Data extracts ->
..............................

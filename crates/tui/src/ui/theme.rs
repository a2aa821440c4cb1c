use ratatui::style::Color;

#[derive(Debug, Clone, Copy)]
pub struct Theme {
    pub background: Color,
    pub surface: Color,
    pub text: Color,
    pub text_muted: Color,
    pub dim: Color,
    pub accent: Color,
    pub border: Color,
    pub border_focused: Color,
    pub positive: Color,
    pub warning: Color,
    pub error: Color,
}

impl Default for Theme {
    fn default() -> Self {
        Self {
            background: Color::Rgb(8, 12, 16),
            surface: Color::Rgb(20, 26, 32),
            text: Color::Rgb(220, 220, 220),
            text_muted: Color::Rgb(170, 170, 170),
            dim: Color::Rgb(140, 140, 140),
            accent: Color::Rgb(80, 160, 160),
            border: Color::Rgb(60, 70, 80),
            border_focused: Color::Rgb(80, 160, 160),
            positive: Color::Rgb(90, 180, 110),
            warning: Color::Rgb(210, 170, 70),
            error: Color::Rgb(200, 80, 80),
        }
    }
}
mod app;
mod client;
mod config;
mod error;
mod ui;

use std::{fs::OpenOptions, sync::Mutex};

use tracing_subscriber::EnvFilter;

use crate::{
    config::AppConfig,
    error::{AppError, Result},
};

#[tokio::main]
async fn main() -> Result<()> {
    let config = config::load()?;
    init_logging(&config)?;

    let mut app = app::App::new(config)?;
    let result = app.run().await;
    if let Err(err) = &result {
        tracing::error!(error = %err, "exiting");
    }
    result
}

/// The terminal belongs to the UI, so logs go to a file.
fn init_logging(config: &AppConfig) -> Result<()> {
    let file = OpenOptions::new()
        .create(true)
        .append(true)
        .open(&config.log_file)?;
    let filter = EnvFilter::try_from_default_env().unwrap_or_else(|_| {
        EnvFilter::new(format!(
            "kasir_tui={level},engine={level}",
            level = config.log_level
        ))
    });

    tracing_subscriber::fmt()
        .with_env_filter(filter)
        .with_writer(Mutex::new(file))
        .with_ansi(false)
        .try_init()
        .map_err(|err| AppError::Logging(err.to_string()))
}
use std::time::Duration;

use tokio::{sync::mpsc::UnboundedSender, task::JoinHandle};

/// Delays an event until no new trigger arrived for `delay`.
///
/// Each trigger aborts the pending timer, so a superseded timer never fires.
#[derive(Debug)]
pub struct Debouncer<E> {
    delay: Duration,
    tx: UnboundedSender<E>,
    pending: Option<JoinHandle<()>>,
}

impl<E: Send + 'static> Debouncer<E> {
    pub fn new(delay: Duration, tx: UnboundedSender<E>) -> Self {
        Self {
            delay,
            tx,
            pending: None,
        }
    }

    /// Must be called from within a tokio runtime.
    pub fn trigger(&mut self, event: E) {
        self.cancel();
        let delay = self.delay;
        let tx = self.tx.clone();
        self.pending = Some(tokio::spawn(async move {
            tokio::time::sleep(delay).await;
            // The receiver is gone only while the app shuts down.
            let _ = tx.send(event);
        }));
    }

    pub fn cancel(&mut self) {
        if let Some(handle) = self.pending.take() {
            handle.abort();
        }
    }
}

impl<E> Drop for Debouncer<E> {
    fn drop(&mut self) {
        if let Some(handle) = self.pending.take() {
            handle.abort();
        }
    }
}
use crossterm::event::{KeyCode, KeyEvent, KeyModifiers};

#[derive(Debug, Clone, Copy, PartialEq, Eq)]
pub enum AppAction {
    Quit,
    Cancel,
    NextField,
    Submit,
    Backspace,
    Up,
    Down,
    Left,
    Right,
    Input(char),
    None,
}

/// Raw key to action. `q` is only a quit request; screens that are
/// capturing text receive it as `Input('q')` instead.
pub fn map_key(key: KeyEvent) -> AppAction {
    if key.modifiers.contains(KeyModifiers::CONTROL) {
        if let KeyCode::Char('c') = key.code {
            return AppAction::Quit;
        }
        return AppAction::None;
    }

    match key.code {
        KeyCode::Esc => AppAction::Cancel,
        KeyCode::Tab => AppAction::NextField,
        KeyCode::Enter => AppAction::Submit,
        KeyCode::Backspace => AppAction::Backspace,
        KeyCode::Up => AppAction::Up,
        KeyCode::Down => AppAction::Down,
        KeyCode::Left => AppAction::Left,
        KeyCode::Right => AppAction::Right,
        KeyCode::Char(ch) => AppAction::Input(ch),
        _ => AppAction::None,
    }
}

..............................

Task to complete ->
Your reply should contain every record, unchanged and complete.

Task solution ->
filename crates/tui/src/ui/theme.rs
repository a2aa821440c4cb1c
use ratatui::style::Color;

#[derive(Debug, Clone, Copy)]
pub struct Theme {
    pub background: Color,
    pub surface: Color,
    pub text: Color,
    pub text_muted: Color,
    pub dim: Color,
    pub accent: Color,
    pub border: Color,
    pub border_focused: Color,
    pub positive: Color,
    pub warning: Color,
    pub error: Color,
}

impl Default for Theme {
    fn default() -> Self {
        Self {
            background: Color::Rgb(8, 12, 16),
            surface: Color::Rgb(20, 26, 32),
            text: Color::Rgb(220, 220, 220),
            text_muted: Color::Rgb(170, 170, 170),
            dim: Color::Rgb(140, 140, 140),
            accent: Color::Rgb(80, 160, 160),
            border: Color::Rgb(60, 70, 80),
            border_focused: Color::Rgb(80, 160, 160),
            positive: Color::Rgb(90, 180, 110),
            warning: Color::Rgb(210, 170, 70),
            error: Color::Rgb(200, 80, 80),
        }
    }
}
mod app;
mod client;
mod config;
mod error;
mod ui;

use std::{fs::OpenOptions, sync::Mutex};

use tracing_subscriber::EnvFilter;

use crate::{
    config::AppConfig,
    error::{AppError, Result},
};

#[tokio::main]
async fn main() -> Result<()> {
    let config = config::load()?;
    init_logging(&config)?;

    let mut app = app::App::new(config)?;
    let result = app.run().await;
    if let Err(err) = &result {
        tracing::error!(error = %err, "exiting");
    }
    result
}

/// The terminal belongs to the UI, so logs go to a file.
fn init_logging(config: &AppConfig) -> Result<()> {
    let file = OpenOptions::new()
        .create(true)
        .append(true)
        .open(&config.log_file)?;
    let filter = EnvFilter::try_from_default_env().unwrap_or_else(|_| {
        EnvFilter::new(format!(
            "kasir_tui={level},engine={level}",
            level = config.log_level
        ))
    });

    tracing_subscriber::fmt()
        .with_env_filter(filter)
        .with_writer(Mutex::new(file))
        .with_ansi(false)
        .try_init()
        .map_err(|err| AppError::Logging(err.to_string()))
}
use std::time::Duration;

use tokio::{sync::mpsc::UnboundedSender, task::JoinHandle};

/// Delays an event until no new trigger arrived for `delay`.
///
/// Each trigger aborts the pending timer, so a superseded timer never fires.
#[derive(Debug)]
pub struct Debouncer<E> {
    delay: Duration,
    tx: UnboundedSender<E>,
    pending: Option<JoinHandle<()>>,
}

impl<E: Send + 'static> Debouncer<E> {
    pub fn new(delay: Duration, tx: UnboundedSender<E>) -> Self {
        Self {
            delay,
            tx,
            pending: None,
        }
    }

    /// Must be called from within a tokio runtime.
    pub fn trigger(&mut self, event: E) {
        self.cancel();
        let delay = self.delay;
        let tx = self.tx.clone();
        self.pending = Some(tokio::spawn(async move {
            tokio::time::sleep(delay).await;
            // The receiver is gone only while the app shuts down.
            let _ = tx.send(event);
        }));
    }

    pub fn cancel(&mut self) {
        if let Some(handle) = self.pending.take() {
            handle.abort();
        }
    }
}

impl<E> Drop for Debouncer<E> {
    fn drop(&mut self) {
        if let Some(handle) = self.pending.take() {
            handle.abort();
        }
    }
}
use crossterm::event::{KeyCode, KeyEvent, KeyModifiers};

#[derive(Debug, Clone, Copy, PartialEq, Eq)]
pub enum AppAction {
    Quit,
    Cancel,
    NextField,
    Submit,
    Backspace,
    Up,
    Down,
    Left,
    Right,
    Input(char),
    None,
}

/// Raw key to action. `q` is only a quit request; screens that are
/// capturing text receive it as `Input('q')` instead.
pub fn map_key(key: KeyEvent) -> AppAction {
    if key.modifiers.contains(KeyModifiers::CONTROL) {
        if let KeyCode::Char('c') = key.code {
            return AppAction::Quit;
        }
        return AppAction::None;
    }

    match key.code {
        KeyCode::Esc => AppAction::Cancel,
        KeyCode::Tab => AppAction::NextField,
        KeyCode::Enter => AppAction::Submit,
        KeyCode::Backspace => AppAction::Backspace,
        KeyCode::Up => AppAction::Up,
        KeyCode::Down => AppAction::Down,
        KeyCode::Left => AppAction::Left,
        KeyCode::Right => AppAction::Right,
        KeyCode::Char(ch) => AppAction::Input(ch),
        _ => AppAction::None,
    }
}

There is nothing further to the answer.